**YOUR ASSIGNMENT**
In the entries below, find each line with the string "failures" and copy it.

**SUPPLIED INFORMATION**
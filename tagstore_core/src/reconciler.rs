//! Tag reconciliation
//!
//! Keeps a record stored under the id derived from its name. A rename moves
//! the record: the copy under the old id is removed first, then the record
//! is saved under the new id. The two calls are not transactional; if the
//! save fails after a successful remove, the tag is absent until the caller
//! retries.
//!
//! Records moving into pending purge keep whatever id they already have.

use crate::Result;
use crate::identity::{IdentityService, validate_name};
use crate::model::{Tag, TagDraft, TagPatch, TrashState};
use crate::persistence::{DefaultPersistence, TagPersistence};
use crate::repository::TagRepository;
use crate::sanitize::escape_attributes;
use crate::TagConfig;
use async_trait::async_trait;
use std::sync::Arc;

/// Reconciles tag records against their canonical ids
#[derive(Clone)]
pub struct TagReconciler {
    identity: IdentityService,
    persistence: DefaultPersistence,
}

impl TagReconciler {
    pub fn new(identity: IdentityService, repository: Arc<dyn TagRepository>) -> Self {
        Self {
            identity,
            persistence: DefaultPersistence::new(repository),
        }
    }

    /// Create a reconciler honoring the attribute escaping setting in `config`
    pub fn with_config(
        identity: IdentityService,
        repository: Arc<dyn TagRepository>,
        config: &TagConfig,
    ) -> Self {
        Self {
            identity,
            persistence: DefaultPersistence::new(repository)
                .with_escaping(config.escape_attributes),
        }
    }

    pub fn identity(&self) -> &IdentityService {
        &self.identity
    }

    pub fn repository(&self) -> &Arc<dyn TagRepository> {
        self.persistence.repository()
    }

    /// Store `record` under the id matching its (possibly patched) name
    pub async fn reconcile(&self, record: Tag, patch: Option<TagPatch>) -> Result<Tag> {
        self.persist(record, patch.as_ref()).await
    }

    /// Create a fresh record for `draft`
    ///
    /// The id is computed once and becomes the record's initial id, so a
    /// new record never goes through rename migration.
    pub async fn create(&self, mut draft: TagDraft) -> Result<Tag> {
        let id = self.identity.compute_id(&draft.name).await?;
        if self.persistence.escapes_attributes() {
            draft.attributes = escape_attributes(&draft.attributes);
        }

        let record = self.repository().new_record(draft, id);
        self.persistence.persist(record, None).await
    }

    pub async fn rename(&self, record: Tag, name: &str) -> Result<Tag> {
        self.reconcile(record, Some(TagPatch::rename(name))).await
    }

    pub async fn trash(&self, record: Tag) -> Result<Tag> {
        self.set_trash_state(record, TrashState::Trashed).await
    }

    pub async fn restore(&self, record: Tag) -> Result<Tag> {
        self.set_trash_state(record, TrashState::Active).await
    }

    pub async fn mark_for_purge(&self, record: Tag) -> Result<Tag> {
        self.set_trash_state(record, TrashState::PendingPurge).await
    }

    async fn set_trash_state(&self, record: Tag, trash_state: TrashState) -> Result<Tag> {
        self.reconcile(record, Some(TagPatch::new().with_trash_state(trash_state)))
            .await
    }
}

#[async_trait]
impl TagPersistence for TagReconciler {
    async fn persist(&self, mut record: Tag, patch: Option<&TagPatch>) -> Result<Tag> {
        if let Some(patch) = patch.filter(|p| p.is_pending_purge()) {
            // Only the id is left alone; the name must still be valid
            validate_name(patch.name.as_deref().unwrap_or(&record.name))?;
            log::debug!(
                "Tag {:?} is pending purge, keeping id {:?}",
                record.name,
                record.id
            );
            return self.persistence.persist(record, Some(patch)).await;
        }

        let name = patch
            .and_then(|p| p.name.as_deref())
            .unwrap_or(&record.name);
        let target_id = self.identity.compute_id(name).await?;

        if let Some(current_id) = record.id.as_deref()
            && current_id != target_id
        {
            log::debug!("Tag renamed to {name:?}, moving {current_id} -> {target_id}");
            self.repository().remove(&record).await?;
        }

        record.id = Some(target_id);
        self.persistence.persist(record, patch).await
    }
}

#[cfg(test)]
mod tests {
    use super::*;
    use crate::hashing::{DigestAlgorithm, digest_service};
    use crate::repository::MemoryTagRepository;

    fn reconciler() -> (TagReconciler, Arc<MemoryTagRepository>) {
        let repo = Arc::new(MemoryTagRepository::new());
        let identity = IdentityService::new(digest_service(DigestAlgorithm::Sha256));
        (TagReconciler::new(identity, repo.clone()), repo)
    }

    #[tokio::test]
    async fn test_new_record_gets_canonical_id() {
        let (reconciler, repo) = reconciler();

        let saved = reconciler
            .reconcile(Tag::new("work", "p1"), None)
            .await
            .unwrap();

        let expected = reconciler.identity().compute_id("work").await.unwrap();
        assert_eq!(saved.id.as_deref(), Some(expected.as_str()));
        assert_eq!(repo.count().await.unwrap(), 1);
    }

    #[tokio::test]
    async fn test_rename_moves_record() {
        let (reconciler, repo) = reconciler();
        let alpha = reconciler
            .create(TagDraft::new("alpha", "p1"))
            .await
            .unwrap();
        let old_id = alpha.id.clone().unwrap();

        let beta = reconciler.rename(alpha, "beta").await.unwrap();

        assert!(repo.find_by_id(&old_id).await.unwrap().is_none());
        let new_id = reconciler.identity().compute_id("beta").await.unwrap();
        assert_eq!(beta.id.as_deref(), Some(new_id.as_str()));
        let stored = repo.find_by_id(&new_id).await.unwrap().unwrap();
        assert_eq!(stored.name, "beta");
        assert_eq!(repo.count().await.unwrap(), 1);
    }

    #[tokio::test]
    async fn test_pending_purge_keeps_id() {
        let (reconciler, repo) = reconciler();
        let alpha = reconciler
            .create(TagDraft::new("alpha", "p1"))
            .await
            .unwrap();
        let id = alpha.id.clone().unwrap();

        let patch = TagPatch::rename("gamma").with_trash_state(TrashState::PendingPurge);
        let purged = reconciler.reconcile(alpha, Some(patch)).await.unwrap();

        assert_eq!(purged.id.as_deref(), Some(id.as_str()));
        assert_eq!(purged.trash_state, TrashState::PendingPurge);
        assert!(repo.find_by_id(&id).await.unwrap().is_some());
    }

    #[tokio::test]
    async fn test_trash_and_restore_keep_id() {
        let (reconciler, _repo) = reconciler();
        let tag = reconciler
            .create(TagDraft::new("alpha", "p1"))
            .await
            .unwrap();
        let id = tag.id.clone();

        let trashed = reconciler.trash(tag).await.unwrap();
        assert_eq!(trashed.trash_state, TrashState::Trashed);
        assert_eq!(trashed.id, id);

        let restored = reconciler.restore(trashed).await.unwrap();
        assert_eq!(restored.trash_state, TrashState::Active);
        assert_eq!(restored.id, id);
    }
}
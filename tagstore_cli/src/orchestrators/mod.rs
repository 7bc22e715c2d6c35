//! Command orchestrators for business logic
//!
//! This module provides orchestrators that coordinate between the CLI layer
//! and the core tag services.

pub mod tag_orchestrator;
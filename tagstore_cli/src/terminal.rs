//! Terminal detection utilities

use is_terminal::IsTerminal;
use std::env;
use std::io::stdout;

/// Check if stdout is connected to an interactive terminal
pub fn is_interactive() -> bool {
    if !stdout().is_terminal() {
        return false;
    }

    // CI runners may allocate a TTY but are not interactive
    if is_ci_environment() {
        return false;
    }

    env::var("DEBIAN_FRONTEND").unwrap_or_default() != "noninteractive"
}

/// Check if colored output should be used on stdout
pub fn supports_color() -> bool {
    if env::var_os("NO_COLOR").is_some() {
        return false;
    }
    if !is_interactive() {
        return false;
    }

    let term = env::var("TERM").unwrap_or_default();
    !(term == "dumb" || term.is_empty())
}

fn is_ci_environment() -> bool {
    let ci_vars = [
        "CI",
        "CONTINUOUS_INTEGRATION",
        "JENKINS_URL",
        "GITHUB_ACTIONS",
        "GITLAB_CI",
        "TRAVIS",
        "CIRCLECI",
        "BUILDKITE",
        "DRONE",
        "TEAMCITY_VERSION",
        "TF_BUILD", // Azure DevOps
    ];

    ci_vars.iter().any(|var| env::var(var).is_ok())
}
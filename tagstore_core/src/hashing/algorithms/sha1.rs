//! SHA1 word algorithm

use crate::hashing::traits::WordAlgorithm;
use sha1::{Digest as Sha1Digest, Sha1};

pub struct Sha1Algorithm;

impl WordAlgorithm for Sha1Algorithm {
    fn id(&self) -> &'static str {
        "sha1"
    }

    fn digest_words(&self, data: &[u8]) -> Vec<u32> {
        let digest = Sha1::digest(data);
        super::to_words(&digest)
    }
}
//! Ordered batch creation of tags
//!
//! Names are created strictly one after another: item `i + 1` is not started
//! until item `i` has finished. Two names in one batch can resolve to the
//! same id, and nothing below this layer arbitrates concurrent writes to it.

use crate::error::{BatchError, Error, Result, ValidationError};
use crate::model::{Attributes, Tag, TagDraft};
use crate::reconciler::TagReconciler;
use serde::{Deserialize, Serialize};
use std::sync::Arc;
use std::time::{Duration, Instant};

/// What a batch does when one of its names fails
#[derive(Debug, Clone, Copy, PartialEq, Eq, Default, Serialize, Deserialize)]
#[serde(rename_all = "snake_case")]
pub enum FailurePolicy {
    /// Stop at the first failure; earlier creations stay in place
    #[default]
    FailFast,
    /// Attempt every name and report each outcome
    BestEffort,
}

/// Outcome of creating one tag
#[derive(Debug)]
pub struct TagOutcome {
    pub name: String,
    pub result: Result<Tag>,
}

/// Result of a batch run
#[derive(Debug)]
pub struct BatchReport {
    /// One outcome per attempted name, in input order
    pub outcomes: Vec<TagOutcome>,
    pub total_time: Duration,
}

impl BatchReport {
    pub fn succeeded(&self) -> usize {
        self.outcomes.iter().filter(|o| o.result.is_ok()).count()
    }

    pub fn failed(&self) -> usize {
        self.outcomes.len() - self.succeeded()
    }

    /// True only when every name was created
    pub fn is_success(&self) -> bool {
        self.failed() == 0
    }

    /// Tags that were created, in input order
    pub fn created(&self) -> Vec<&Tag> {
        self.outcomes
            .iter()
            .filter_map(|o| o.result.as_ref().ok())
            .collect()
    }

    /// Names that failed together with their errors
    pub fn failures(&self) -> Vec<(&str, &Error)> {
        self.outcomes
            .iter()
            .filter_map(|o| o.result.as_ref().err().map(|e| (o.name.as_str(), e)))
            .collect()
    }
}

/// Creates one tag per name, in order
#[derive(Clone)]
pub struct BatchTagCreator {
    reconciler: Arc<TagReconciler>,
    policy: FailurePolicy,
}

impl BatchTagCreator {
    pub fn new(reconciler: Arc<TagReconciler>) -> Self {
        Self {
            reconciler,
            policy: FailurePolicy::default(),
        }
    }

    pub fn with_policy(mut self, policy: FailurePolicy) -> Self {
        self.policy = policy;
        self
    }

    pub fn policy(&self) -> FailurePolicy {
        self.policy
    }

    /// Create a tag for each of `names` under `profile_id`
    ///
    /// With [`FailurePolicy::FailFast`] the first failure aborts the batch
    /// and is returned as [`BatchError::Aborted`]; tags created before it
    /// remain stored. With [`FailurePolicy::BestEffort`] every name is
    /// attempted and the report carries each failure.
    pub async fn add_tags<S>(
        &self,
        profile_id: &str,
        names: &[S],
        shared: &Attributes,
    ) -> Result<BatchReport>
    where
        S: AsRef<str> + Sync,
    {
        if profile_id.trim().is_empty() {
            return Err(ValidationError::missing_field("profile_id").into());
        }

        let start = Instant::now();
        let mut outcomes = Vec::with_capacity(names.len());

        for (position, name) in names.iter().enumerate() {
            let name = name.as_ref();
            log::debug!("Creating tag {}/{}: {name:?}", position + 1, names.len());

            let result = self.create_tag(profile_id, name, shared).await;
            if let Err(error) = &result {
                log::warn!("Failed to create tag {name:?}: {error}");
            }

            match (self.policy, result) {
                (FailurePolicy::FailFast, Err(error)) => {
                    return Err(BatchError::aborted(name, position, outcomes.len(), error).into());
                }
                (_, result) => outcomes.push(TagOutcome {
                    name: name.to_string(),
                    result,
                }),
            }
        }

        Ok(BatchReport {
            outcomes,
            total_time: start.elapsed(),
        })
    }

    /// Create a single tag from `name` plus the shared attributes
    pub async fn create_tag(
        &self,
        profile_id: &str,
        name: &str,
        shared: &Attributes,
    ) -> Result<Tag> {
        let draft = TagDraft::new(name, profile_id).with_attributes(shared.clone());
        self.reconciler.create(draft).await
    }
}

#[cfg(test)]
mod tests {
    use super::*;
    use crate::hashing::{DigestAlgorithm, digest_service};
    use crate::identity::IdentityService;
    use crate::repository::{MemoryTagRepository, TagRepository};
    use serde_json::json;

    fn creator() -> (BatchTagCreator, Arc<MemoryTagRepository>) {
        let repo = Arc::new(MemoryTagRepository::new());
        let identity = IdentityService::new(digest_service(DigestAlgorithm::Sha256));
        let reconciler = Arc::new(TagReconciler::new(identity, repo.clone()));
        (BatchTagCreator::new(reconciler), repo)
    }

    #[tokio::test]
    async fn test_add_tags_creates_each_name() {
        let (creator, repo) = creator();

        let report = creator
            .add_tags("p1", &["work", "home"], &Attributes::new())
            .await
            .unwrap();

        assert!(report.is_success());
        assert_eq!(report.succeeded(), 2);
        assert_eq!(repo.count().await.unwrap(), 2);
    }

    #[tokio::test]
    async fn test_shared_attributes_are_attached() {
        let (creator, _repo) = creator();
        let mut shared = Attributes::new();
        shared.insert("color".to_string(), json!("blue"));

        let report = creator
            .add_tags("p1", &["work"], &shared)
            .await
            .unwrap();

        assert_eq!(report.created()[0].attributes["color"], json!("blue"));
    }

    #[tokio::test]
    async fn test_fail_fast_stops_at_first_error() {
        let (creator, repo) = creator();

        let error = creator
            .add_tags("p1", &["a", "", "c"], &Attributes::new())
            .await
            .unwrap_err();

        match error {
            Error::Batch(BatchError::Aborted {
                position,
                completed,
                ..
            }) => {
                assert_eq!(position, 1);
                assert_eq!(completed, 1);
            }
            other => panic!("Expected aborted batch, got {other:?}"),
        }
        assert_eq!(repo.count().await.unwrap(), 1);
    }

    #[tokio::test]
    async fn test_best_effort_reports_every_name() {
        let (creator, repo) = creator();
        let creator = creator.with_policy(FailurePolicy::BestEffort);

        let report = creator
            .add_tags("p1", &["a", "", "c"], &Attributes::new())
            .await
            .unwrap();

        assert_eq!(report.outcomes.len(), 3);
        assert_eq!(report.succeeded(), 2);
        assert_eq!(report.failed(), 1);
        assert!(!report.is_success());
        assert_eq!(report.failures()[0].0, "");
        assert_eq!(repo.count().await.unwrap(), 2);
    }

    #[tokio::test]
    async fn test_empty_batch_is_success() {
        let (creator, _repo) = creator();
        let names: [&str; 0] = [];
        let report = creator
            .add_tags("p1", &names, &Attributes::new())
            .await
            .unwrap();
        assert!(report.is_success());
        assert!(report.outcomes.is_empty());
    }

    #[tokio::test]
    async fn test_missing_profile_rejected() {
        let (creator, repo) = creator();
        let error = creator
            .add_tags("", &["work"], &Attributes::new())
            .await
            .unwrap_err();
        assert!(error.is_validation());
        assert_eq!(repo.count().await.unwrap(), 0);
    }
}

**TASK RESULT**
    pub fn failures(&self) -> Vec<(&str, &Error)> {
        assert_eq!(report.failures()[0].0, "");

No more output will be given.